TUESDAY, Sept. 4, 2018 (HealthDay News) — From 1997-1998 to 2015-2016, there was an increase in the prevalence of attention-deficit/hyperactivity disorder (ADHD) among children, according to a study published online Aug. 31 in JAMA Network Open.
Guifeng Xu, M.D., from the University of Iowa Stead Family Children’s Hospital in Iowa City, and colleagues used data from the National Health Interview Surveys to estimate the prevalence of diagnosed ADHD and 20-year trends among U.S. children and adolescents. Surveys were conducted annually from 1997 to 2016; the analysis included 186,457 children and adolescents aged 4 to 17 years.

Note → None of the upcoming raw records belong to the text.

//! Error types for the virtual filesystem

use std::io;
use stratum_pack::PackError;
use thiserror::Error;

/// Errors raised by search-path management and lookups
#[derive(Debug, Error)]
pub enum VfsError {
    /// No mount provides the requested name
    #[error("File not found: {0}")]
    NotFound(String),

    /// A mount target is malformed and was rejected
    #[error("Invalid format: {0}")]
    InvalidFormat(String),

    /// I/O error on a loose file or directory
    #[error("I/O error: {0}")]
    Io(#[from] io::Error),

    /// Error from a pack archive
    #[error("Pack error: {0}")]
    Pack(PackError),
}

impl VfsError {
    /// Check whether this error is a plain lookup miss
    pub const fn is_not_found(&self) -> bool {
        matches!(self, Self::NotFound(_))
    }
}

impl From<PackError> for VfsError {
    fn from(err: PackError) -> Self {
        match err {
            PackError::NotFound(name) => Self::NotFound(name),
            PackError::InvalidLevel(reason) => Self::InvalidFormat(reason),
            other if other.is_format_error() => Self::InvalidFormat(other.to_string()),
            other => Self::Pack(other),
        }
    }
}

/// Result type for filesystem operations
pub type Result<T> = std::result::Result<T, VfsError>;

The researchers found that 7.9 percent of the children and adolescents were reported to have ever been diagnosed with ADHD. In 2015 to 2016, the weighted prevalence of diagnosed ADHD was 10.2 percent. Significant sex and racial/ethnic disparities were seen in the prevalence of diagnosed ADHD, with a prevalence of 14.0 and 6.3 percent in boys and girls, respectively, and 6.1, 12.0, and 12.8 percent in Hispanic individuals, non-Hispanic whites, and non-Hispanic blacks, respectively. The estimated prevalence of diagnosed ADHD increased over the 20-year period, from 6.1 percent in 1997 to 1998 to 10.2 percent in 2015 to 2016. Significant increases in prevalence were seen among all subgroups by age, sex, race/ethnicity, family income, and geographic regions.
“This study suggests that additional research is needed to better understand the cause of this apparent rise in prevalence,” the authors write.